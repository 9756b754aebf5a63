//! Tempo and root note tagging for RIFF/WAVE samples.
//!
//! Samplers and DAWs read a sample's tempo from its `acid` chunk and its pitch from its `inst`
//! chunk. Sample packs rarely fill either in, but usually put both in the filename:
//! `Bass - 90 BPM C# Min.wav`. acidtag moves the filename tokens into the chunks.
//!
//! # Examples
//!
//! ## Tagging from the filename
//!
//! ```rust,no_run
//! # fn main() -> acidtag::error::Result<()> {
//! use acidtag::config::{ParseOptions, WriteOptions};
//! use acidtag::tagger::tag_from_filename;
//!
//! let report = tag_from_filename(
//! 	"Bass - 90 BPM C# Min.wav",
//! 	ParseOptions::new(),
//! 	WriteOptions::new(),
//! )?;
//!
//! if let Some(report) = report {
//! 	println!("{report:?}");
//! }
//! # Ok(())
//! # }
//! ```
//!
//! ## Editing the chunks directly
//!
//! ```rust,no_run
//! # fn main() -> acidtag::error::Result<()> {
//! use acidtag::config::{ParseOptions, WriteOptions};
//! use acidtag::editor::edit_path;
//! use acidtag::note::semitone_offset;
//!
//! edit_path(
//! 	"Pad.wav",
//! 	ParseOptions::new(),
//! 	WriteOptions::new(),
//! 	|editor| {
//! 		let n_beats = editor.compute_beat_count(128.0)?;
//! 		let (acid, _) = editor.get_or_create_tempo_chunk()?;
//! 		acid.set_tempo_sync(128.0, n_beats);
//!
//! 		let (inst, _) = editor.get_or_create_instrument_chunk()?;
//! 		inst.set_root_note(semitone_offset("Eb")?);
//!
//! 		Ok(())
//! 	},
//! )?;
//! # Ok(())
//! # }
//! ```
//!
//! # Notes
//!
//! Files are rewritten in place. If writing fails midway, the file is left corrupted, so keep
//! a copy of anything you can't replace.

pub mod config;
pub mod editor;
pub mod error;
pub mod filename;
pub(crate) mod macros;
pub mod note;
pub mod rename;
pub mod riff;
pub mod tagger;
mod util;

pub use util::io;

pub mod prelude {
	//! A prelude for commonly used items in the library.
	//!
	//! This module is intended to be wildcard imported.
	//!
	//! ```rust
	//! use acidtag::prelude::*;
	//! ```

	pub use crate::editor::{ChunkOrigin, RiffEditor};
	pub use crate::riff::{FixedChunk, InstrumentRecord, TempoLoopRecord};
}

Task prompt:
The lines holding the word "acidtag" are the answer. Find them in the entries and copy them.

Task answer:
//! `Bass - 90 BPM C# Min.wav`. acidtag moves the filename tokens into the chunks.
//! # fn main() -> acidtag::error::Result<()> {
//! use acidtag::config::{ParseOptions, WriteOptions};
//! use acidtag::tagger::tag_from_filename;
//! # fn main() -> acidtag::error::Result<()> {
//! use acidtag::config::{ParseOptions, WriteOptions};
//! use acidtag::editor::edit_path;
//! use acidtag::note::semitone_offset;
	//! use acidtag::prelude::*;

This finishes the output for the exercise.